The linear map A is called derivative of f at a, denoted by f'(a). Notice that in the nominator of the above quotient, the symbol \| \cdot \| is simply the absolute value function. But this is no longer true for higher-order derivatives that we are going to define.

The following theorem is well-known.

Theorem 1 (1st order differentiability). The function f : U \to \mathbf R is differentiable at a \in U if all partial derivatives \partial_i f exist in a neighborhood of a and are continuous at a.

When f'(a) exists, we must have

\displaystyle f'(a) (h) = \sum_{i=1}^n \partial_i f(a) h_i.

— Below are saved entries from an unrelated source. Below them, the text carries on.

//! Program-language nodes
//!
//! A program is a sequence of scopes. `library` scopes hold definitions that are allocated
//! in that library; `import` scopes declare entities the host already owns, each bound to a
//! pre-supplied id.

use super::ids::{allocatable, Allocation, ElementId};
use serde::{Deserialize, Serialize};

#[derive(Debug, Clone, PartialEq, Default, Serialize, Deserialize)]
pub struct Program {
    pub scopes: Vec<Scope>,
}

impl Program {
    pub fn libraries(&self) -> impl Iterator<Item = &LibraryScope> {
        self.scopes.iter().filter_map(|scope| match scope {
            Scope::Library(library) => Some(library),
            Scope::Import(_) => None,
        })
    }

    pub fn imports(&self) -> impl Iterator<Item = &ImportScope> {
        self.scopes.iter().filter_map(|scope| match scope {
            Scope::Import(import) => Some(import),
            Scope::Library(_) => None,
        })
    }
}

#[derive(Debug, Clone, PartialEq, Serialize, Deserialize)]
#[serde(rename_all = "snake_case")]
pub enum Scope {
    Import(ImportScope),
    Library(LibraryScope),
}

#[derive(Debug, Clone, PartialEq, Serialize, Deserialize)]
pub struct ImportScope {
    pub library: String,
    pub definitions: Vec<ExternalDefinition>,
}

#[derive(Debug, Clone, PartialEq, Serialize, Deserialize)]
pub struct LibraryScope {
    pub library: String,
    pub definitions: Vec<Definition>,
}

/// `key` or `key="value"` inside a `[...]` list.
#[derive(Debug, Clone, PartialEq, Eq, Serialize, Deserialize)]
pub struct Attribute {
    pub key: String,
    pub value: Option<String>,
}

impl Attribute {
    pub fn flag(key: impl Into<String>) -> Self {
        Attribute {
            key: key.into(),
            value: None,
        }
    }

    pub fn with_value(key: impl Into<String>, value: impl Into<String>) -> Self {
        Attribute {
            key: key.into(),
            value: Some(value.into()),
        }
    }
}

pub(crate) fn has_flag(attributes: &[Attribute], key: &str) -> bool {
    attributes.iter().any(|a| a.key == key)
}

pub(crate) fn attribute_value<'a>(attributes: &'a [Attribute], key: &str) -> Option<&'a str> {
    attributes
        .iter()
        .find(|a| a.key == key)
        .and_then(|a| a.value.as_deref())
}

/// A declared type; `int[4][n]` has two dimensions.
#[derive(Debug, Clone, PartialEq, Eq, Serialize, Deserialize)]
pub struct TypeRef {
    pub name: String,
    pub dims: Vec<ArrayDim>,
}

pub const VOID: &str = "void";

impl TypeRef {
    pub fn named(name: impl Into<String>) -> Self {
        TypeRef {
            name: name.into(),
            dims: Vec::new(),
        }
    }

    pub fn void() -> Self {
        TypeRef::named(VOID)
    }

    pub fn is_void(&self) -> bool {
        self.name == VOID && self.dims.is_empty()
    }
}

#[derive(Debug, Clone, PartialEq, Eq, Serialize, Deserialize)]
#[serde(rename_all = "snake_case")]
pub enum ArrayDim {
    Size(i64),
    Variable(String),
}

#[derive(Debug, Clone, Copy, PartialEq, Eq, Hash, Serialize, Deserialize)]
#[serde(rename_all = "snake_case")]
pub enum CallableKind {
    Function,
    Action,
    Event,
}

#[derive(Debug, Clone, PartialEq, Serialize, Deserialize)]
pub struct Value {
    pub kind: ValueKind,
    pub allocation: Option<Allocation>,
}

impl Value {
    pub fn new(kind: ValueKind) -> Self {
        Value {
            kind,
            allocation: None,
        }
    }
}

#[derive(Debug, Clone, PartialEq, Serialize, Deserialize)]
#[serde(rename_all = "snake_case")]
pub enum ValueKind {
    /// `text"..."`, externalized into the value string table
    Text(String),
    String(String),
    Int(i64),
    Bool(bool),
    /// `Preset.Member`
    PresetMember { preset: String, member: String },
    Variable(String),
    /// `name[i][j]`
    ArrayElement { name: String, indices: Vec<Value> },
    Call(Call),
    /// A statement block, only valid as the actual of a block parameter
    Block(Block),
}

impl ValueKind {
    /// Host type name of a literal.
    pub fn literal_type(&self) -> Option<&'static str> {
        match self {
            ValueKind::Text(_) => Some("text"),
            ValueKind::String(_) => Some("string"),
            ValueKind::Int(_) => Some("int"),
            ValueKind::Bool(_) => Some("bool"),
            _ => None,
        }
    }
}

#[derive(Debug, Clone, PartialEq, Serialize, Deserialize)]
pub struct Call {
    pub callee: String,
    pub args: Vec<Value>,
    pub allocation: Option<Allocation>,
}

impl Call {
    pub fn new(callee: impl Into<String>, args: Vec<Value>) -> Self {
        Call {
            callee: callee.into(),
            args,
            allocation: None,
        }
    }
}

/// `{ locals statements }`
#[derive(Debug, Clone, PartialEq, Default, Serialize, Deserialize)]
pub struct Block {
    pub locals: Vec<VariableDef>,
    pub statements: Vec<Call>,
}

#[derive(Debug, Clone, PartialEq, Serialize, Deserialize)]
pub struct VariableDef {
    pub attributes: Vec<Attribute>,
    pub ty: TypeRef,
    pub name: String,
    pub value: Value,
    pub allocation: Option<Allocation>,
}

#[derive(Debug, Clone, PartialEq, Serialize, Deserialize)]
pub struct ParamDef {
    pub attributes: Vec<Attribute>,
    pub name: String,
    pub ty: TypeRef,
    pub default: Option<Value>,
    pub allocation: Option<Allocation>,
}

impl ParamDef {
    pub fn accepts_block(&self) -> bool {
        has_flag(&self.attributes, "block")
    }
}

#[derive(Debug, Clone, PartialEq, Serialize, Deserialize)]
pub struct PresetMember {
    pub name: String,
    pub allocation: Option<Allocation>,
}

#[derive(Debug, Clone, PartialEq, Serialize, Deserialize)]
pub struct PresetDef {
    pub attributes: Vec<Attribute>,
    pub name: String,
    pub description: String,
    pub members: Vec<PresetMember>,
    pub allocation: Option<Allocation>,
}

/// A function (`kind == Function`) or an action (`kind == Action`, always void).
#[derive(Debug, Clone, PartialEq, Serialize, Deserialize)]
pub struct FunctionDef {
    pub kind: CallableKind,
    pub attributes: Vec<Attribute>,
    pub name: String,
    pub description: String,
    pub params: Vec<ParamDef>,
    pub returns: TypeRef,
    /// Locals declared before and inside the body braces, then the statements
    pub body: Block,
    pub allocation: Option<Allocation>,
}

#[derive(Debug, Clone, PartialEq, Serialize, Deserialize)]
pub struct TriggerDef {
    pub attributes: Vec<Attribute>,
    pub name: String,
    pub description: String,
    pub event: Call,
    pub body: Block,
    pub allocation: Option<Allocation>,
}

#[derive(Debug, Clone, PartialEq, Serialize, Deserialize)]
#[serde(rename_all = "snake_case")]
pub enum Definition {
    Preset(PresetDef),
    Variable(VariableDef),
    Function(FunctionDef),
    Trigger(TriggerDef),
}

impl Definition {
    pub fn name(&self) -> &str {
        match self {
            Definition::Preset(d) => &d.name,
            Definition::Variable(d) => &d.name,
            Definition::Function(d) => &d.name,
            Definition::Trigger(d) => &d.name,
        }
    }

    pub fn allocation(&self) -> Option<&Allocation> {
        match self {
            Definition::Preset(d) => d.allocation.as_ref(),
            Definition::Variable(d) => d.allocation.as_ref(),
            Definition::Function(d) => d.allocation.as_ref(),
            Definition::Trigger(d) => d.allocation.as_ref(),
        }
    }
}

/// `name: type = ID (default)` inside an external callable's parameter list.
#[derive(Debug, Clone, PartialEq, Serialize, Deserialize)]
pub struct ExternalParam {
    pub attributes: Vec<Attribute>,
    pub name: String,
    pub ty: TypeRef,
    pub id: ElementId,
    pub default: Option<Value>,
    pub allocation: Option<Allocation>,
}

impl ExternalParam {
    pub fn accepts_block(&self) -> bool {
        has_flag(&self.attributes, "block")
    }
}

#[derive(Debug, Clone, PartialEq, Serialize, Deserialize)]
pub struct ExternalFunction {
    pub kind: CallableKind,
    pub attributes: Vec<Attribute>,
    pub name: String,
    pub id: ElementId,
    pub params: Vec<ExternalParam>,
    pub returns: TypeRef,
    pub allocation: Option<Allocation>,
}

#[derive(Debug, Clone, PartialEq, Serialize, Deserialize)]
pub struct ExternalPresetMember {
    pub name: String,
    pub id: ElementId,
    pub allocation: Option<Allocation>,
}

#[derive(Debug, Clone, PartialEq, Serialize, Deserialize)]
pub struct ExternalPreset {
    pub attributes: Vec<Attribute>,
    pub name: String,
    pub members: Vec<ExternalPresetMember>,
    pub allocation: Option<Allocation>,
}

#[derive(Debug, Clone, PartialEq, Serialize, Deserialize)]
pub struct ExternalVariable {
    pub attributes: Vec<Attribute>,
    pub ty: TypeRef,
    pub name: String,
    pub id: ElementId,
    pub allocation: Option<Allocation>,
}

#[derive(Debug, Clone, PartialEq, Serialize, Deserialize)]
#[serde(rename_all = "snake_case")]
pub enum ExternalDefinition {
    Preset(ExternalPreset),
    Function(ExternalFunction),
    Variable(ExternalVariable),
}

impl ExternalDefinition {
    pub fn name(&self) -> &str {
        match self {
            ExternalDefinition::Preset(d) => &d.name,
            ExternalDefinition::Function(d) => &d.name,
            ExternalDefinition::Variable(d) => &d.name,
        }
    }
}

allocatable!(
    Value,
    Call,
    VariableDef,
    ParamDef,
    PresetMember,
    PresetDef,
    FunctionDef,
    TriggerDef,
    ExternalParam,
    ExternalFunction,
    ExternalPresetMember,
    ExternalPreset,
    ExternalVariable,
);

In this note, we want to extend the above theorem for higher-order derivatives. To be more precise, we prove the following

Theorem 2 (2nd order differentiability). The function f : U \to \mathbf R is twice differentiable at a \in U if all partial derivatives \partial_{ij} f exist in a neighborhood of a and are continuous at a.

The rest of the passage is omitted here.